-- GIVEN INFORMATION --
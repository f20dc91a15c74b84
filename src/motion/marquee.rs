//! Continuous ticker loop. The track renders its tile sequence twice, so
//! translating from 0% to -50% of the track's own width lands on pixels
//! identical to the starting frame and the wrap is seamless.

use super::ease::{lerp, Ease};

/// Offset at which the duplicated content lines up with the original.
pub const WRAP_PERCENT: f64 = 50.0;
/// Seconds for one full pass from 0% to -50% at rate 1.
pub const LOOP_SECONDS: f64 = 30.0;
/// Seconds to ramp the playback rate between 0 and 1.
pub const RAMP_SECONDS: f64 = 0.5;

struct Ramp {
    from: f64,
    to: f64,
    elapsed: f64,
    ease: Ease,
}

pub struct MarqueeController {
    offset: f64,
    rate: f64,
    speed: f64,
    ramp: Option<Ramp>,
}

impl MarqueeController {
    pub fn new(loop_seconds: f64) -> Self {
        Self {
            offset: 0.0,
            rate: 1.0,
            speed: WRAP_PERCENT / loop_seconds,
            ramp: None,
        }
    }

    /// Ramp the playback rate down to zero; starts from the current rate so
    /// a pause during a resume ramp stays smooth.
    pub fn pause(&mut self) {
        self.ramp = Some(Ramp {
            from: self.rate,
            to: 0.0,
            elapsed: 0.0,
            ease: Ease::PowerOut(3),
        });
    }

    pub fn resume(&mut self) {
        self.ramp = Some(Ramp {
            from: self.rate,
            to: 1.0,
            elapsed: 0.0,
            ease: Ease::PowerIn(3),
        });
    }

    /// Advance by `dt` seconds and return the new track offset in percent,
    /// always in `(-WRAP_PERCENT, 0]`.
    pub fn tick(&mut self, dt: f64) -> f64 {
        if let Some(ramp) = &mut self.ramp {
            ramp.elapsed += dt;
            let t = (ramp.elapsed / RAMP_SECONDS).clamp(0.0, 1.0);
            self.rate = lerp(ramp.from, ramp.to, ramp.ease.sample(t));
            if t >= 1.0 {
                self.rate = ramp.to;
                self.ramp = None;
            }
        }
        self.offset -= self.speed * self.rate * dt;
        if self.offset <= -WRAP_PERCENT {
            self.offset += WRAP_PERCENT;
        }
        self.offset
    }

    pub fn offset(&self) -> f64 {
        self.offset
    }

    pub fn rate(&self) -> f64 {
        self.rate
    }

    pub fn is_paused(&self) -> bool {
        self.rate == 0.0 && self.ramp.is_none()
    }
}

#[cfg(test)]
mod tests {
    use super::*;

    const FRAME: f64 = 1.0 / 60.0;

    #[test]
    fn offset_strictly_decreases_modulo_wraparound_while_running() {
        let mut marquee = MarqueeController::new(LOOP_SECONDS);
        let mut prev = marquee.offset();
        for _ in 0..600 {
            let next = marquee.tick(FRAME);
            let wrapped = next > prev;
            if wrapped {
                assert!((next - prev - WRAP_PERCENT).abs() < 1.0);
            } else {
                assert!(next < prev);
            }
            assert!(next <= 0.0 && next > -WRAP_PERCENT);
            prev = next;
        }
    }

    #[test]
    fn wrap_lands_back_inside_the_window() {
        // Long loop: 2000 frames at 30s per pass crosses the wrap point once.
        let mut marquee = MarqueeController::new(LOOP_SECONDS);
        let mut wraps = 0;
        let mut prev = marquee.offset();
        for _ in 0..2000 {
            let next = marquee.tick(FRAME);
            if next > prev {
                wraps += 1;
            }
            prev = next;
        }
        assert_eq!(wraps, 1);
    }

    #[test]
    fn pause_ramps_down_then_holds_constant() {
        let mut marquee = MarqueeController::new(LOOP_SECONDS);
        for _ in 0..60 {
            marquee.tick(FRAME);
        }
        marquee.pause();
        // Still moving during the ramp.
        let before = marquee.offset();
        marquee.tick(FRAME);
        assert!(marquee.offset() < before);
        assert!(!marquee.is_paused());

        for _ in 0..60 {
            marquee.tick(FRAME);
        }
        assert!(marquee.is_paused());
        let held = marquee.offset();
        for _ in 0..120 {
            assert_eq!(marquee.tick(FRAME), held);
        }
    }

    #[test]
    fn resume_ramps_back_to_full_rate() {
        let mut marquee = MarqueeController::new(LOOP_SECONDS);
        marquee.pause();
        for _ in 0..60 {
            marquee.tick(FRAME);
        }
        assert!(marquee.is_paused());

        marquee.resume();
        marquee.tick(FRAME);
        assert!(marquee.rate() > 0.0 && marquee.rate() < 1.0);
        for _ in 0..60 {
            marquee.tick(FRAME);
        }
        assert_eq!(marquee.rate(), 1.0);
    }

    #[test]
    fn pause_mid_resume_keeps_the_rate_continuous() {
        let mut marquee = MarqueeController::new(LOOP_SECONDS);
        marquee.pause();
        for _ in 0..60 {
            marquee.tick(FRAME);
        }
        marquee.resume();
        for _ in 0..10 {
            marquee.tick(FRAME);
        }
        let mid = marquee.rate();
        assert!(mid > 0.0 && mid < 1.0);

        marquee.pause();
        marquee.tick(FRAME);
        assert!((marquee.rate() - mid).abs() < 0.2, "rate jumped on ramp reversal");
    }
}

-- PROBLEM TO SOLVE --
Quote in full each line from the top of the records above through the line with "if t >= 1.0"; stop after that line.

-- ANSWER FOR THIS EXERCISE --
repository f20dc91a15c74b84
filename src/motion/marquee.rs
//! Continuous ticker loop. The track renders its tile sequence twice, so
//! translating from 0% to -50% of the track's own width lands on pixels
//! identical to the starting frame and the wrap is seamless.

use super::ease::{lerp, Ease};

/// Offset at which the duplicated content lines up with the original.
pub const WRAP_PERCENT: f64 = 50.0;
/// Seconds for one full pass from 0% to -50% at rate 1.
pub const LOOP_SECONDS: f64 = 30.0;
/// Seconds to ramp the playback rate between 0 and 1.
pub const RAMP_SECONDS: f64 = 0.5;

struct Ramp {
    from: f64,
    to: f64,
    elapsed: f64,
    ease: Ease,
}

pub struct MarqueeController {
    offset: f64,
    rate: f64,
    speed: f64,
    ramp: Option<Ramp>,
}

impl MarqueeController {
    pub fn new(loop_seconds: f64) -> Self {
        Self {
            offset: 0.0,
            rate: 1.0,
            speed: WRAP_PERCENT / loop_seconds,
            ramp: None,
        }
    }

    /// Ramp the playback rate down to zero; starts from the current rate so
    /// a pause during a resume ramp stays smooth.
    pub fn pause(&mut self) {
        self.ramp = Some(Ramp {
            from: self.rate,
            to: 0.0,
            elapsed: 0.0,
            ease: Ease::PowerOut(3),
        });
    }

    pub fn resume(&mut self) {
        self.ramp = Some(Ramp {
            from: self.rate,
            to: 1.0,
            elapsed: 0.0,
            ease: Ease::PowerIn(3),
        });
    }

    /// Advance by `dt` seconds and return the new track offset in percent,
    /// always in `(-WRAP_PERCENT, 0]`.
    pub fn tick(&mut self, dt: f64) -> f64 {
        if let Some(ramp) = &mut self.ramp {
            ramp.elapsed += dt;
            let t = (ramp.elapsed / RAMP_SECONDS).clamp(0.0, 1.0);
            self.rate = lerp(ramp.from, ramp.to, ramp.ease.sample(t));
            if t >= 1.0 {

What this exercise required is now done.